> **Problem requirements**
Repeat exactly the lines of the entries below from the one with "Ok(settings)" through the one with "Self::from_toml_str(&text).map_err(|e| match e", both ends included, and nothing else.

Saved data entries
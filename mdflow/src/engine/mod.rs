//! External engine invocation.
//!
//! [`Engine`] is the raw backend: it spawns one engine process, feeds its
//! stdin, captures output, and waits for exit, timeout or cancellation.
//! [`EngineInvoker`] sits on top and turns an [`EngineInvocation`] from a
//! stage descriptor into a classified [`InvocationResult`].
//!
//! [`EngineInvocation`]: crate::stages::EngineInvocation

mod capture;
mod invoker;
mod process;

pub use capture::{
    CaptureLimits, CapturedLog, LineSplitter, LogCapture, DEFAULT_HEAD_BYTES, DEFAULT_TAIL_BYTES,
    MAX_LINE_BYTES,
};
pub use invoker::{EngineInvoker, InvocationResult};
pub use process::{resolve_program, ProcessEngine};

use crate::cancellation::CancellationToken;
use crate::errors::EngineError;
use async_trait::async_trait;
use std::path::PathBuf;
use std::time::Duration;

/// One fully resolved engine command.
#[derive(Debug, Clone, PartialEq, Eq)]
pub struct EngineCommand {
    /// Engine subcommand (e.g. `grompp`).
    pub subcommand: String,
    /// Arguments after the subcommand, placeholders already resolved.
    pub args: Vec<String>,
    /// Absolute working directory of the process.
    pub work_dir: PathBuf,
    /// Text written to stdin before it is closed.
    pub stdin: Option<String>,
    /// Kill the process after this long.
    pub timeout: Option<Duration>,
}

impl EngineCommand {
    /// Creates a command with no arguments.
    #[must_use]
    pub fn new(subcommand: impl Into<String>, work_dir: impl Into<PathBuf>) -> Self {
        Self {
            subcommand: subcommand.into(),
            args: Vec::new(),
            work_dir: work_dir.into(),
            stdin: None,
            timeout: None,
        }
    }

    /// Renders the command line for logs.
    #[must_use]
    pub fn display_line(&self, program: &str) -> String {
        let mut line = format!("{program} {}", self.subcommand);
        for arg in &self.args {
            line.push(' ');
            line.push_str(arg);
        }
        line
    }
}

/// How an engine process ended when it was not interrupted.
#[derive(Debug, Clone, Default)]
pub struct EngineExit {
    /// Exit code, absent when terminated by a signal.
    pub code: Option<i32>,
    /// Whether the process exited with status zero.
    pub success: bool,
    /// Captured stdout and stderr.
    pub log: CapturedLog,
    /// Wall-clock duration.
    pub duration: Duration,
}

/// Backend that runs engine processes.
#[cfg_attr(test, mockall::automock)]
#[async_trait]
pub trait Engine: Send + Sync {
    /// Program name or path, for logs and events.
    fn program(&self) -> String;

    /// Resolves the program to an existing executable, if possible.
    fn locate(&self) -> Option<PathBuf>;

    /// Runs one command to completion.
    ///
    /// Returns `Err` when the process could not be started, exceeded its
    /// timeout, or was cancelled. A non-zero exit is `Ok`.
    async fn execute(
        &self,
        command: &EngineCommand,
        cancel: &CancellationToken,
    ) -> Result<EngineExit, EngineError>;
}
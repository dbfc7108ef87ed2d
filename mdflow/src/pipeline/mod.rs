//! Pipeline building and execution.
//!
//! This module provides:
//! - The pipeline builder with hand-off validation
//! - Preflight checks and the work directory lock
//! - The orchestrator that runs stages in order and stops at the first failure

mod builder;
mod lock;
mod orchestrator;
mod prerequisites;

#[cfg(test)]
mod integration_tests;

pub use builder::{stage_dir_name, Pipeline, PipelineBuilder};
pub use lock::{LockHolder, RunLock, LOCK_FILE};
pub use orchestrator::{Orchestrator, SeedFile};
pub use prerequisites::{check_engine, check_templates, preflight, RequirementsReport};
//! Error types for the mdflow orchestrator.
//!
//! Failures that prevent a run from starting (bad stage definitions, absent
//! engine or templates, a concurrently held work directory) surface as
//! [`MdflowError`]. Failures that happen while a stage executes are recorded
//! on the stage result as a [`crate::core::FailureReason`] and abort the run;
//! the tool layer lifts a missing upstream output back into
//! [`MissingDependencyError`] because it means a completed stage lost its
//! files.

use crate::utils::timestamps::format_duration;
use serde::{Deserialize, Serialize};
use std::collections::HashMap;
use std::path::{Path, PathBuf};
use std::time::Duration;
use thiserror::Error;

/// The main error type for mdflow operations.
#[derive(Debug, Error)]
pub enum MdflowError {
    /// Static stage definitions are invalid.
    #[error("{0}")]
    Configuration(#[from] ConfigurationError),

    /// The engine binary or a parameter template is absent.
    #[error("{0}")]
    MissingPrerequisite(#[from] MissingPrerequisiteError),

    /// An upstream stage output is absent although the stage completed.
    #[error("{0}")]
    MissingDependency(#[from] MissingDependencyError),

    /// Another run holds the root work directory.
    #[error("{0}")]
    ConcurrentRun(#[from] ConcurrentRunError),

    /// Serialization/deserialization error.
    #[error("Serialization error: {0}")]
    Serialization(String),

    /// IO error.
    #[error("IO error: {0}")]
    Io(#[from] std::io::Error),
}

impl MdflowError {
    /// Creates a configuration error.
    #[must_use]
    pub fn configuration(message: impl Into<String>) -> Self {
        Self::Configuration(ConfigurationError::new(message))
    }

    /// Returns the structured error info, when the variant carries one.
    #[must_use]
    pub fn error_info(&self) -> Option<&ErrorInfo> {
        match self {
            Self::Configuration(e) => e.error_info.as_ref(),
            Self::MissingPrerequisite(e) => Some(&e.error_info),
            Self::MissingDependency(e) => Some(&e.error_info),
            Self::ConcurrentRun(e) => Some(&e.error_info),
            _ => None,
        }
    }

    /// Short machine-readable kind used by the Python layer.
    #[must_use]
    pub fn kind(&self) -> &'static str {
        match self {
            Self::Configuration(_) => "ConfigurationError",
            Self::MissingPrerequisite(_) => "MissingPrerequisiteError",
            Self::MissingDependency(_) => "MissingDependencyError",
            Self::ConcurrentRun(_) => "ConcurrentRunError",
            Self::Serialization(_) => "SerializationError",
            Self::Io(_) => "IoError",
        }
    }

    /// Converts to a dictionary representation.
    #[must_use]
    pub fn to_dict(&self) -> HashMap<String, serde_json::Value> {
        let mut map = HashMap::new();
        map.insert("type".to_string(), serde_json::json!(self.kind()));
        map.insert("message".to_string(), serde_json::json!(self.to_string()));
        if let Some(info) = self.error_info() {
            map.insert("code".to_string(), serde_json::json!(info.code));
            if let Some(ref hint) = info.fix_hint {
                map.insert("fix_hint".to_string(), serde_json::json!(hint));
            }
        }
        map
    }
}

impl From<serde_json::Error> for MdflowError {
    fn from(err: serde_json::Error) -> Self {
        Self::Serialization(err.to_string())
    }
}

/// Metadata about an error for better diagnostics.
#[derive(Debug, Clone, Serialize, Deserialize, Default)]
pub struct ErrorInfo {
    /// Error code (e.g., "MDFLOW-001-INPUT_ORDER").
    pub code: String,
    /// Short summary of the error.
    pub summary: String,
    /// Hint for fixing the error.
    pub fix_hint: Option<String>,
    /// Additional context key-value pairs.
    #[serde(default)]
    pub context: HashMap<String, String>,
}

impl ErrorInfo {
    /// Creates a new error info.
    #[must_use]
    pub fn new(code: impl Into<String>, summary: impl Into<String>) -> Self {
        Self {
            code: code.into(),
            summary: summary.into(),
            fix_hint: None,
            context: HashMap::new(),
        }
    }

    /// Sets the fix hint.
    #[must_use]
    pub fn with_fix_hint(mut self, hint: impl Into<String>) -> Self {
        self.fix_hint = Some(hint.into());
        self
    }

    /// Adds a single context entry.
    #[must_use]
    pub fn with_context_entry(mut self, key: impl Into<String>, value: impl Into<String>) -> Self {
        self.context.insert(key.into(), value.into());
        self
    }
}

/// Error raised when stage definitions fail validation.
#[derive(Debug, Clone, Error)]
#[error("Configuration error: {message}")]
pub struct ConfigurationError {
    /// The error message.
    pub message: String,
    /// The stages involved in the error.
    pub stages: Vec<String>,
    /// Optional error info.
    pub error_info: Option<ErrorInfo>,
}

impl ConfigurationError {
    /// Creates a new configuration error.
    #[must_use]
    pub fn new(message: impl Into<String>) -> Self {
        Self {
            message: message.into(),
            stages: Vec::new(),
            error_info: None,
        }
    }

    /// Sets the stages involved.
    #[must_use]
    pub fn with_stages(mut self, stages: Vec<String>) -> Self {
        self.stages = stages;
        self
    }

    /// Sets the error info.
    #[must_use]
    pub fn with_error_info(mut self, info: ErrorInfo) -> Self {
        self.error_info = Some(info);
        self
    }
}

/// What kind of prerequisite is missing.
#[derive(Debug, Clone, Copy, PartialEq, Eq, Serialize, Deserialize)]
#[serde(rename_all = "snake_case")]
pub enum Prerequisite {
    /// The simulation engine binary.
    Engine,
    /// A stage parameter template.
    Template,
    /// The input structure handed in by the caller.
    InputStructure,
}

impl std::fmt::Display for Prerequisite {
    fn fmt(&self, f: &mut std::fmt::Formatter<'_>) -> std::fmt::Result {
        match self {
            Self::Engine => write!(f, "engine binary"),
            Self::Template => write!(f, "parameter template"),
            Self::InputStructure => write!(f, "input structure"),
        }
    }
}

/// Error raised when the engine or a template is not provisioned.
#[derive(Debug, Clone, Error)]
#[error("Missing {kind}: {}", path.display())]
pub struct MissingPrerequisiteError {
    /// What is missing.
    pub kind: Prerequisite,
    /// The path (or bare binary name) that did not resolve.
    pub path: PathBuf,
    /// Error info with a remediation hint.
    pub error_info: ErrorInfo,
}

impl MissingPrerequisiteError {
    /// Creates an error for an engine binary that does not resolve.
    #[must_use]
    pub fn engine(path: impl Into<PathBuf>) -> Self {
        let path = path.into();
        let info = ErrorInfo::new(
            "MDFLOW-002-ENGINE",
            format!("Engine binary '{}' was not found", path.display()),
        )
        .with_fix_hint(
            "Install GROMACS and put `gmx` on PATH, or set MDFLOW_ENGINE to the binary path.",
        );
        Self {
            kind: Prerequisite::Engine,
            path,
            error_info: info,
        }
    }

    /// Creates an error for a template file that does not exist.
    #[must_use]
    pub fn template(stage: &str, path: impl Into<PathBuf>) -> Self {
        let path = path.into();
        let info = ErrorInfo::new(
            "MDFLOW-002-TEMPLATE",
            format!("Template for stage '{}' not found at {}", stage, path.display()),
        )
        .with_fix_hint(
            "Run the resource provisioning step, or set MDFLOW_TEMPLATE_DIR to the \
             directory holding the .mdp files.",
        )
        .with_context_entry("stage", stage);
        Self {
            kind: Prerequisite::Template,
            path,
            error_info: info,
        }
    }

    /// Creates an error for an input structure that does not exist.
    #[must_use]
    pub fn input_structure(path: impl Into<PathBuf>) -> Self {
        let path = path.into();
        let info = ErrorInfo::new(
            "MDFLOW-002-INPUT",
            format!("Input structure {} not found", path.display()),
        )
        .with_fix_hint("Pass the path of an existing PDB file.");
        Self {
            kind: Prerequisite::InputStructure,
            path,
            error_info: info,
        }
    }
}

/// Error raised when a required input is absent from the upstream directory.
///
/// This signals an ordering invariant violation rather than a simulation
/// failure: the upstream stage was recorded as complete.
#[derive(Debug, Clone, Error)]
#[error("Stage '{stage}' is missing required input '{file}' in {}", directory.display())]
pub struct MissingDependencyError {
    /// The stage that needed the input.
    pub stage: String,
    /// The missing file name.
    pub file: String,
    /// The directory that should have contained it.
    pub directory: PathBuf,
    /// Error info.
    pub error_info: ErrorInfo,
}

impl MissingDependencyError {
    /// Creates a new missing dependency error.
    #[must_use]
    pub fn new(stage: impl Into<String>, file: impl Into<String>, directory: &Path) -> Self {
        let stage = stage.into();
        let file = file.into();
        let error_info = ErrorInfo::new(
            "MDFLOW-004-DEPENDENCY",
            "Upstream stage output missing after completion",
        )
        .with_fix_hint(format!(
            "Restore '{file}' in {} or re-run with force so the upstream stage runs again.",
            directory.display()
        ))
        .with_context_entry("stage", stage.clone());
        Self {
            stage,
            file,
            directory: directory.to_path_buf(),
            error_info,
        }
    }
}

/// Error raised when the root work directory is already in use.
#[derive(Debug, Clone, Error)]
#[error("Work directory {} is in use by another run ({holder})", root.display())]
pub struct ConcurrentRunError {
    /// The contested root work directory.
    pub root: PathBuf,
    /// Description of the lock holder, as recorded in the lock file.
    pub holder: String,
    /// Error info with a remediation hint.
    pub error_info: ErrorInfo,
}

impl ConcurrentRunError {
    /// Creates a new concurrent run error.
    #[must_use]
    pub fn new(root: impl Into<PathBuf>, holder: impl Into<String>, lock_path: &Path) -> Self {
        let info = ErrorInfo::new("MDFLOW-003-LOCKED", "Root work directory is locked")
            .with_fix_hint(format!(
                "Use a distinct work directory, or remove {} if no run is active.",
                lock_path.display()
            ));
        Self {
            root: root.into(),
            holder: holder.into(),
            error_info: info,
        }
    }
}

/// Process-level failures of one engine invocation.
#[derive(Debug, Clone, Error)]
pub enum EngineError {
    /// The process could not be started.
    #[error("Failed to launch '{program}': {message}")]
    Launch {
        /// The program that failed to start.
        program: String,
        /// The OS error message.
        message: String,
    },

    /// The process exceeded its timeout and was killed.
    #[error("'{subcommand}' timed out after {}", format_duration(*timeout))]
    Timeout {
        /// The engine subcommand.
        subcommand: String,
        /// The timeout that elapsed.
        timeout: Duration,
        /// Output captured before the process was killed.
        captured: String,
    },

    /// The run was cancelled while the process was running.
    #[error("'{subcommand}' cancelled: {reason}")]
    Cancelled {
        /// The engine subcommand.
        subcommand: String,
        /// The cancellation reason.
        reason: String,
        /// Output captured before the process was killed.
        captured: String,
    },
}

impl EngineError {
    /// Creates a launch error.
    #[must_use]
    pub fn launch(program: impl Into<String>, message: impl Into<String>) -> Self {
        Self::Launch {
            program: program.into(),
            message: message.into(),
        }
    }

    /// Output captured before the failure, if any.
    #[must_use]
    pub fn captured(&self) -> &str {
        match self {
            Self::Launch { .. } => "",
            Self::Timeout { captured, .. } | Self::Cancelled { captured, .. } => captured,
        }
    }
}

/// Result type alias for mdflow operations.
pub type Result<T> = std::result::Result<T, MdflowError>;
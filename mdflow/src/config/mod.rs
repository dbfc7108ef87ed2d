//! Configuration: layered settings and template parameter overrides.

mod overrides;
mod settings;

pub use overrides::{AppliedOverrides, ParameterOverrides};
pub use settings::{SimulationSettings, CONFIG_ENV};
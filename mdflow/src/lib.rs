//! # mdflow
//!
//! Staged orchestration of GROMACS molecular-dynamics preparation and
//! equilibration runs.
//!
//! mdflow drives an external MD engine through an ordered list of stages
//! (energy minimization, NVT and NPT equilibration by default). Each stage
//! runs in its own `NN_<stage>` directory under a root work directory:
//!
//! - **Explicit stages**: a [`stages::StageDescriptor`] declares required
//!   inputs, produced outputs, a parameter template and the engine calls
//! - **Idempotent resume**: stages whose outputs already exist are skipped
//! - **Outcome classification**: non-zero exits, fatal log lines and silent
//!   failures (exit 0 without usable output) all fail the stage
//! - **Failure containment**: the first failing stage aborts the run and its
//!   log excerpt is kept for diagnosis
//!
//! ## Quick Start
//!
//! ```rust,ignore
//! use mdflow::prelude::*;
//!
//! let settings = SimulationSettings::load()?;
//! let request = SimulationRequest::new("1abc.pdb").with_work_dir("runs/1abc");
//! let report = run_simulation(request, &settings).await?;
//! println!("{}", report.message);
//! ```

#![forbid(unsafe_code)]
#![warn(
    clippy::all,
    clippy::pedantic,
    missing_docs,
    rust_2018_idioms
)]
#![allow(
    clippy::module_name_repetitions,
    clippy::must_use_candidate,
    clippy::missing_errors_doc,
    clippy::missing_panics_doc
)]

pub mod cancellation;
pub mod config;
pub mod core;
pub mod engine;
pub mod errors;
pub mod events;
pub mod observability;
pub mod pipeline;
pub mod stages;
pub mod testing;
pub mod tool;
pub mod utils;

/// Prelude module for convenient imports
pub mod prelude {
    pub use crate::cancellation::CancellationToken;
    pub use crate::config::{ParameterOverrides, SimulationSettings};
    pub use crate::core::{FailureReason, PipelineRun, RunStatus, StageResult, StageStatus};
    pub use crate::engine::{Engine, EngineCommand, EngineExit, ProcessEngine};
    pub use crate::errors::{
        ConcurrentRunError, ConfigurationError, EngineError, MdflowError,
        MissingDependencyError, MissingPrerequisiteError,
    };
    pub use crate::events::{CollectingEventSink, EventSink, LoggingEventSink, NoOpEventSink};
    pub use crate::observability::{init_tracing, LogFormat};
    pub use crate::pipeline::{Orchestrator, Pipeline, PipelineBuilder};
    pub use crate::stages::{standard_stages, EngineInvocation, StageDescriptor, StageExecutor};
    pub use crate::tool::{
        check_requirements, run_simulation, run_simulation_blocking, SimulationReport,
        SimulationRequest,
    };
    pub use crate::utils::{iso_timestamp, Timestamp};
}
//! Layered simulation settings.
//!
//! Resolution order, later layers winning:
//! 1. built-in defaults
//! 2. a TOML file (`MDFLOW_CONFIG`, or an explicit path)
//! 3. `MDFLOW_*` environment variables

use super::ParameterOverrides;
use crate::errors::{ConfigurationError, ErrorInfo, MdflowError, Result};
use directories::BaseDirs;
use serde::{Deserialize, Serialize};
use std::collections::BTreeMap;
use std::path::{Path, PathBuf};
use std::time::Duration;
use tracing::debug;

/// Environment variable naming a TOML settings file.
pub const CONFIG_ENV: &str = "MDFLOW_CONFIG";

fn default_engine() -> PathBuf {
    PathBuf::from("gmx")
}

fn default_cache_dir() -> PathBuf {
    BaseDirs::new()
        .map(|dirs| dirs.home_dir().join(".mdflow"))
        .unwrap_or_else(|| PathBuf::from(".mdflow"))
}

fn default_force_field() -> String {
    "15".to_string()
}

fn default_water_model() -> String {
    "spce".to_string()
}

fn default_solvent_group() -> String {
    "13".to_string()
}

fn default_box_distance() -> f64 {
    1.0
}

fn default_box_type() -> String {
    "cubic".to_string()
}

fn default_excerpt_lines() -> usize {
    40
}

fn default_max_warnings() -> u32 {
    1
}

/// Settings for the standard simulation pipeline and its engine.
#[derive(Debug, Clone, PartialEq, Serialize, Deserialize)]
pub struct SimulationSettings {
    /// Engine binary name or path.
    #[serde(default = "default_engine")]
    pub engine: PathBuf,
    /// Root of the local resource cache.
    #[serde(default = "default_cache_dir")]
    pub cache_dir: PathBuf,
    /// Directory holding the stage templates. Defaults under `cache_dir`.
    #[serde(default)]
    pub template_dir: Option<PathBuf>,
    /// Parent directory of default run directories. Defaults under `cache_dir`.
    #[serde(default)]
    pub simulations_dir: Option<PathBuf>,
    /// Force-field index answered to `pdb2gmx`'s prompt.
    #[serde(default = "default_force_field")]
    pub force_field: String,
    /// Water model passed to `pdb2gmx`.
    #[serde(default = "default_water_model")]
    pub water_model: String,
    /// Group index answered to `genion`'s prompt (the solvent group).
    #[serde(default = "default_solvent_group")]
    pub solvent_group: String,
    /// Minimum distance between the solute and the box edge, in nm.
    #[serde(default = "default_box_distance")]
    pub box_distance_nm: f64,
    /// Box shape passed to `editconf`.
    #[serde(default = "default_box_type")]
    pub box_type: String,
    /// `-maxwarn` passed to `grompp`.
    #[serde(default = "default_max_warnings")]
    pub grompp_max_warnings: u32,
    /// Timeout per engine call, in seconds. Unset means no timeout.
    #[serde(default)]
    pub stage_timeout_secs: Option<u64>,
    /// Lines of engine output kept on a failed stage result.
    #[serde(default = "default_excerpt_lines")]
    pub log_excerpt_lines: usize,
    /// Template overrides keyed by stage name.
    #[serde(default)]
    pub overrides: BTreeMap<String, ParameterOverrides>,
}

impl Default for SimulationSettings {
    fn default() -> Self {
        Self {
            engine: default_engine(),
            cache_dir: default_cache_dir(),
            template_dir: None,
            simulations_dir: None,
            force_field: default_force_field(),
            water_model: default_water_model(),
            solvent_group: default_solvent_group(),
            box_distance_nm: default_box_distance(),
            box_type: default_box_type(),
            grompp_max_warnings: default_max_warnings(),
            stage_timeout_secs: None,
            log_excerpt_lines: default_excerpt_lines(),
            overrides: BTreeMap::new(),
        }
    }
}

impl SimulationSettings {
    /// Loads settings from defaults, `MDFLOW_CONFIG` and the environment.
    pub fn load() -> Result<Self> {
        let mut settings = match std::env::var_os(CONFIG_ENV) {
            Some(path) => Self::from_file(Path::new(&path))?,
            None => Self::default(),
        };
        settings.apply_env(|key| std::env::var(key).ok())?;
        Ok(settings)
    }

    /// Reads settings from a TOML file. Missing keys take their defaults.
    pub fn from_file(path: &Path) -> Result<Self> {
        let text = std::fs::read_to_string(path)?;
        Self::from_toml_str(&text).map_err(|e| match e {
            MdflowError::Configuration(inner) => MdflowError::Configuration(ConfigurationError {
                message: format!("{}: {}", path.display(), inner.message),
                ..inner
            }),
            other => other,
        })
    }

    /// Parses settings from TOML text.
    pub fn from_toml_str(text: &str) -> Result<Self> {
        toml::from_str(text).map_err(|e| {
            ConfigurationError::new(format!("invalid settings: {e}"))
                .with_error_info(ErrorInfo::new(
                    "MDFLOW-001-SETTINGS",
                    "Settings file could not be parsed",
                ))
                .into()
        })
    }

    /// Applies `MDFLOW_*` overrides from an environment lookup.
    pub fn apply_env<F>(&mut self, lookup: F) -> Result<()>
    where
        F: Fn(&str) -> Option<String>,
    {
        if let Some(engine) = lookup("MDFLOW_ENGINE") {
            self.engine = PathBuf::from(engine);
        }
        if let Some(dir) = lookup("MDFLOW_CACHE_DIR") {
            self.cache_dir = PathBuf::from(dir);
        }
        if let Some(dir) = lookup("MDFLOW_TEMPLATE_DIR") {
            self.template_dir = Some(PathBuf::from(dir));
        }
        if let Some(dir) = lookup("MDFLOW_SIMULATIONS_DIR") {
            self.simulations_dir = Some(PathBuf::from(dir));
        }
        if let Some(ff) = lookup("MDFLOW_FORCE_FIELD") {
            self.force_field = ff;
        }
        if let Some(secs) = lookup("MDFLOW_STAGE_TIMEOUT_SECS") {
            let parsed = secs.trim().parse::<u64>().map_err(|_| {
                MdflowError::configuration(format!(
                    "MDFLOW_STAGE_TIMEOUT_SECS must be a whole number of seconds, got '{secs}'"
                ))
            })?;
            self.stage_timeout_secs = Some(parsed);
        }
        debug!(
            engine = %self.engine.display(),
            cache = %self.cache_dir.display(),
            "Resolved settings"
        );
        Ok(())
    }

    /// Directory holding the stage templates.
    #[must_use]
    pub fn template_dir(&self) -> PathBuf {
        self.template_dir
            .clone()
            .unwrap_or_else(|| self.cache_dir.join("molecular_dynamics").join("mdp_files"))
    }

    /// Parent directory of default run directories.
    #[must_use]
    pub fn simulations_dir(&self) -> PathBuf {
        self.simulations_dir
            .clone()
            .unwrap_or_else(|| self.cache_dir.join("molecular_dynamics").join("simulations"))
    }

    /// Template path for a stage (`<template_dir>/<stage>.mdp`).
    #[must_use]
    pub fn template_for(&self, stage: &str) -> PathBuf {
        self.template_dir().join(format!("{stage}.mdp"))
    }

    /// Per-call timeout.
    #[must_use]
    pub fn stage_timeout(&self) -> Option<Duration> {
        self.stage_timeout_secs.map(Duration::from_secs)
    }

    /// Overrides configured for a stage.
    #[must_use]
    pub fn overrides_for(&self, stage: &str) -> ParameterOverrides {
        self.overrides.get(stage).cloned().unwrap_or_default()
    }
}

> **Exercise output**
        Ok(settings)
    }

    /// Reads settings from a TOML file. Missing keys take their defaults.
    pub fn from_file(path: &Path) -> Result<Self> {
        let text = std::fs::read_to_string(path)?;
        Self::from_toml_str(&text).map_err(|e| match e {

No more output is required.